Melanoma poses a poor prognosis with high mortality rates upon metastasis. Exploring molecular mechanisms governing melanoma progression paves the way for developing novel approaches to control melanoma metastasis and ultimately enhance patient survival rates. Extracellular galectin-3 (Gal-3) has emerged as a pleiotropic promoter of melanoma metastasis, exerting varying activities depending on its interacting partner. However, whether intracellular Gal-3 promotes melanoma aggressive behavior remains unknown. Here, we explored Gal-3 expression in human melanoma tissues as well as murine melanoma models to examine its causal role in metastatic behavior. We found that Gal-3 expression is downregulated in metastatic melanoma tissues compared to its levels in primary melanomas. Enforced silencing of Gal-3 in melanoma cells promoted migration, invasion, colony formation, in vivo xenograft growth and metastasis, and activated canonical oncogenic signaling pathways.
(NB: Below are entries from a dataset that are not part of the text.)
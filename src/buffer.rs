//! Resizable byte buffer with a cheap-prepend area and a scatter-read
//! helper.
//!
//! Layout is a single contiguous vector carved into three regions:
//!
//! ```text
//! +-------------------+------------------+------------------+
//! | prependable bytes |  readable bytes  |  writable bytes  |
//! +-------------------+------------------+------------------+
//! 0               reader             writer            capacity
//! ```
//!
//! Invariant: `0 <= reader <= writer <= capacity`. A fixed reserve at the
//! front lets protocol code prefix a header in O(1) without moving the
//! payload.

use std::io;
use std::os::fd::RawFd;

/// Bytes reserved at the front for O(1) header prepending.
pub const CHEAP_PREPEND: usize = 8;

/// Default initial capacity of the readable/writable region.
pub const INITIAL_SIZE: usize = 1024;

/// Size of the stack spill area used by [`Buffer::read_fd`].
const EXTRA_BUF_SIZE: usize = 65536;

pub struct Buffer {
    buf: Vec<u8>,
    reader: usize,
    writer: usize,
}

impl Default for Buffer {
    fn default() -> Self {
        Buffer::new()
    }
}

impl Buffer {
    pub fn new() -> Buffer {
        Buffer::with_capacity(INITIAL_SIZE)
    }

    pub fn with_capacity(initial: usize) -> Buffer {
        Buffer {
            buf: vec![0; CHEAP_PREPEND + initial],
            reader: CHEAP_PREPEND,
            writer: CHEAP_PREPEND,
        }
    }

    pub fn readable_bytes(&self) -> usize {
        self.writer - self.reader
    }

    pub fn writable_bytes(&self) -> usize {
        self.buf.len() - self.writer
    }

    pub fn prependable_bytes(&self) -> usize {
        self.reader
    }

    /// Total size of the underlying storage.
    pub fn capacity(&self) -> usize {
        self.buf.len()
    }

    /// The readable region.
    pub fn peek(&self) -> &[u8] {
        &self.buf[self.reader..self.writer]
    }

    /// Offset of the first CRLF in the readable region.
    pub fn find_crlf(&self) -> Option<usize> {
        self.find_crlf_from(0)
    }

    /// Offset of the first CRLF at or after `from` (offsets are relative
    /// to the start of the readable region).
    pub fn find_crlf_from(&self, from: usize) -> Option<usize> {
        self.peek()[from..]
            .windows(2)
            .position(|w| w == b"\r\n")
            .map(|pos| pos + from)
    }

    /// Discard `n` readable bytes from the front.
    pub fn retrieve(&mut self, n: usize) {
        assert!(n <= self.readable_bytes());
        if n < self.readable_bytes() {
            self.reader += n;
        } else {
            self.retrieve_all();
        }
    }

    /// Discard everything up to (but not including) offset `end` of the
    /// readable region.
    pub fn retrieve_until(&mut self, end: usize) {
        self.retrieve(end);
    }

    /// Discard all readable bytes. Both indices snap back to the prepend
    /// head; this is the only shrink policy.
    pub fn retrieve_all(&mut self) {
        self.reader = CHEAP_PREPEND;
        self.writer = CHEAP_PREPEND;
    }

    pub fn retrieve_as_bytes(&mut self, n: usize) -> Vec<u8> {
        assert!(n <= self.readable_bytes());
        let out = self.peek()[..n].to_vec();
        self.retrieve(n);
        out
    }

    pub fn retrieve_all_as_bytes(&mut self) -> Vec<u8> {
        self.retrieve_as_bytes(self.readable_bytes())
    }

    /// Like [`Buffer::retrieve_as_bytes`] but lossily decoded as UTF-8.
    pub fn retrieve_as_string(&mut self, n: usize) -> String {
        String::from_utf8_lossy(&self.retrieve_as_bytes(n)).into_owned()
    }

    pub fn append(&mut self, data: &[u8]) {
        self.ensure_writable(data.len());
        self.buf[self.writer..self.writer + data.len()].copy_from_slice(data);
        self.writer += data.len();
    }

    /// Prefix `data` in front of the readable region. Requires
    /// `prependable_bytes() >= data.len()`.
    pub fn prepend(&mut self, data: &[u8]) {
        assert!(data.len() <= self.prependable_bytes());
        self.reader -= data.len();
        self.buf[self.reader..self.reader + data.len()].copy_from_slice(data);
    }

    pub fn append_u16(&mut self, v: u16) {
        self.append(&v.to_be_bytes());
    }

    pub fn append_u32(&mut self, v: u32) {
        self.append(&v.to_be_bytes());
    }

    pub fn append_u64(&mut self, v: u64) {
        self.append(&v.to_be_bytes());
    }

    /// Big-endian read of the first two readable bytes, without
    /// consuming them. Byte-level decode, safe at any alignment.
    pub fn peek_u16(&self) -> u16 {
        assert!(self.readable_bytes() >= 2);
        u16::from_be_bytes(self.peek()[..2].try_into().unwrap())
    }

    pub fn peek_u32(&self) -> u32 {
        assert!(self.readable_bytes() >= 4);
        u32::from_be_bytes(self.peek()[..4].try_into().unwrap())
    }

    pub fn peek_u64(&self) -> u64 {
        assert!(self.readable_bytes() >= 8);
        u64::from_be_bytes(self.peek()[..8].try_into().unwrap())
    }

    pub fn read_u16(&mut self) -> u16 {
        let v = self.peek_u16();
        self.retrieve(2);
        v
    }

    pub fn read_u32(&mut self) -> u32 {
        let v = self.peek_u32();
        self.retrieve(4);
        v
    }

    pub fn read_u64(&mut self) -> u64 {
        let v = self.peek_u64();
        self.retrieve(8);
        v
    }

    /// Compact and release excess storage, keeping room for `reserve`
    /// more writable bytes.
    pub fn shrink(&mut self, reserve: usize) {
        let readable = self.readable_bytes();
        self.buf.copy_within(self.reader..self.writer, CHEAP_PREPEND);
        self.reader = CHEAP_PREPEND;
        self.writer = CHEAP_PREPEND + readable;
        self.buf.truncate(self.writer + reserve);
        self.buf.shrink_to_fit();
    }

    fn ensure_writable(&mut self, n: usize) {
        if self.writable_bytes() < n {
            self.make_space(n);
        }
    }

    fn make_space(&mut self, n: usize) {
        if self.writable_bytes() + self.prependable_bytes() < n + CHEAP_PREPEND {
            // Cannot fit even after reclaiming prepend slack: grow to
            // exactly what is needed.
            self.buf.resize(self.writer + n, 0);
        } else {
            // Shift readable bytes up against the prepend reserve.
            let readable = self.readable_bytes();
            self.buf.copy_within(self.reader..self.writer, CHEAP_PREPEND);
            self.reader = CHEAP_PREPEND;
            self.writer = CHEAP_PREPEND + readable;
        }
    }

    /// Scatter-read from `fd` into the buffer tail plus a 64 KiB stack
    /// spill, appending any spill overflow. One syscall per call; a
    /// small buffer still absorbs bursty reads.
    pub fn read_fd(&mut self, fd: RawFd) -> io::Result<usize> {
        let mut extra = [0u8; EXTRA_BUF_SIZE];
        let writable = self.writable_bytes();
        let mut iov = [
            libc::iovec {
                iov_base: self.buf[self.writer..].as_mut_ptr() as *mut libc::c_void,
                iov_len: writable,
            },
            libc::iovec {
                iov_base: extra.as_mut_ptr() as *mut libc::c_void,
                iov_len: extra.len(),
            },
        ];
        // Skip the spill when the buffer tail is already large enough.
        let iovcnt = if writable < EXTRA_BUF_SIZE { 2 } else { 1 };
        let n = unsafe { libc::readv(fd, iov.as_mut_ptr(), iovcnt) };
        if n < 0 {
            return Err(io::Error::last_os_error());
        }
        let n = n as usize;
        if n <= writable {
            self.writer += n;
        } else {
            self.writer = self.buf.len();
            self.append(&extra[..n - writable]);
        }
        Ok(n)
    }
}

#[cfg(test)]
mod tests {
    use super::*;
    use std::io::{Seek, SeekFrom, Write};
    use std::os::fd::AsRawFd;

    #[test]
    fn fresh_buffer_indices() {
        let buf = Buffer::new();
        assert_eq!(buf.readable_bytes(), 0);
        assert_eq!(buf.writable_bytes(), INITIAL_SIZE);
        assert_eq!(buf.prependable_bytes(), CHEAP_PREPEND);
    }

    #[test]
    fn append_retrieve_round_trip() {
        let mut buf = Buffer::new();
        buf.append(b"hello, world");
        assert_eq!(buf.readable_bytes(), 12);
        assert_eq!(buf.peek(), b"hello, world");
        assert_eq!(buf.retrieve_as_string(5), "hello");
        assert_eq!(buf.readable_bytes(), 7);
        assert_eq!(buf.prependable_bytes(), CHEAP_PREPEND + 5);
        buf.retrieve_all();
        assert_eq!(buf.readable_bytes(), 0);
        assert_eq!(buf.prependable_bytes(), CHEAP_PREPEND);
        assert_eq!(buf.writable_bytes(), INITIAL_SIZE);
    }

    #[test]
    fn prepend_then_retrieve_restores_state() {
        let mut buf = Buffer::new();
        buf.append(b"payload");
        buf.prepend(&7u32.to_be_bytes());
        assert_eq!(buf.prependable_bytes(), CHEAP_PREPEND - 4);
        assert_eq!(buf.readable_bytes(), 11);
        assert_eq!(buf.read_u32(), 7);
        assert_eq!(buf.peek(), b"payload");
        assert_eq!(buf.prependable_bytes(), CHEAP_PREPEND);
    }

    #[test]
    fn growth_reclaims_prepend_slack_first() {
        let mut buf = Buffer::new();
        buf.append(&vec![b'x'; 800]);
        buf.retrieve(500);
        // 300 readable; 224 writable + 508 prependable is enough for 400
        // once shifted, so capacity must not change.
        let cap = buf.capacity();
        buf.append(&vec![b'y'; 400]);
        assert_eq!(buf.capacity(), cap);
        assert_eq!(buf.readable_bytes(), 700);
        assert_eq!(buf.prependable_bytes(), CHEAP_PREPEND);
    }

    #[test]
    fn growth_reallocates_when_needed() {
        let mut buf = Buffer::new();
        buf.append(&vec![b'x'; 1000]);
        buf.append(&vec![b'y'; 2000]);
        assert_eq!(buf.readable_bytes(), 3000);
        assert_eq!(&buf.peek()[..1000], &vec![b'x'; 1000][..]);
        assert_eq!(&buf.peek()[1000..], &vec![b'y'; 2000][..]);
    }

    #[test]
    fn find_crlf() {
        let mut buf = Buffer::new();
        buf.append(b"GET / HTTP/1.1\r\nHost: x\r\n");
        assert_eq!(buf.find_crlf(), Some(14));
        assert_eq!(buf.find_crlf_from(15), Some(23));
        assert_eq!(buf.find_crlf_from(24), None);
        buf.retrieve_until(16);
        assert_eq!(buf.peek(), b"Host: x\r\n");
    }

    #[test]
    fn integer_accessors_are_big_endian() {
        let mut buf = Buffer::new();
        buf.append_u16(0x0102);
        buf.append_u32(0x03040506);
        buf.append_u64(0x0708090a0b0c0d0e);
        assert_eq!(buf.peek()[..2], [1, 2]);
        assert_eq!(buf.read_u16(), 0x0102);
        assert_eq!(buf.read_u32(), 0x03040506);
        assert_eq!(buf.read_u64(), 0x0708090a0b0c0d0e);
        assert_eq!(buf.readable_bytes(), 0);
    }

    #[test]
    fn shrink_compacts() {
        let mut buf = Buffer::new();
        buf.append(&vec![b'x'; 4000]);
        buf.retrieve(3900);
        buf.shrink(0);
        assert_eq!(buf.readable_bytes(), 100);
        assert_eq!(buf.capacity(), CHEAP_PREPEND + 100);
        assert_eq!(buf.peek(), &vec![b'x'; 100][..]);
    }

    #[test]
    fn read_fd_absorbs_large_payload_into_small_buffer() {
        let payload: Vec<u8> = (0..131072u32).map(|i| (i % 251) as u8).collect();
        let mut file = tempfile::tempfile().unwrap();
        file.write_all(&payload).unwrap();
        file.seek(SeekFrom::Start(0)).unwrap();

        let mut buf = Buffer::with_capacity(1024);
        let mut total = 0;
        while total < payload.len() {
            let n = buf.read_fd(file.as_raw_fd()).unwrap();
            assert!(n > 0);
            total += n;
        }
        assert_eq!(buf.readable_bytes(), payload.len());
        assert_eq!(buf.peek(), &payload[..]);
    }

    #[test]
    fn read_fd_first_read_uses_the_spill() {
        let mut file = tempfile::tempfile().unwrap();
        file.write_all(&vec![b'z'; 131072]).unwrap();
        file.seek(SeekFrom::Start(0)).unwrap();

        let mut buf = Buffer::with_capacity(1024);
        let n = buf.read_fd(file.as_raw_fd()).unwrap();
        // Tail (1 KiB) plus the full 64 KiB spill.
        assert_eq!(n, 1024 + 65536);
        assert_eq!(buf.readable_bytes(), n);
    }
}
Moreover, loss of Gal-3 in melanoma cells resulted in upregulated expression of the pro-metastatic transcription factor, nuclear factor of activated T cells (NFAT1), and its downstream metastasis-associated proteins, matrix metalloproteinase-3 (MMP-3) and interleukin-8 (IL-8). Overall, our findings implicate melanoma intracellular Gal-3 as a major determinant of its metastatic behavior and reveal a negative regulatory role for Gal-3 on the expression of NFAT1 in melanoma cells.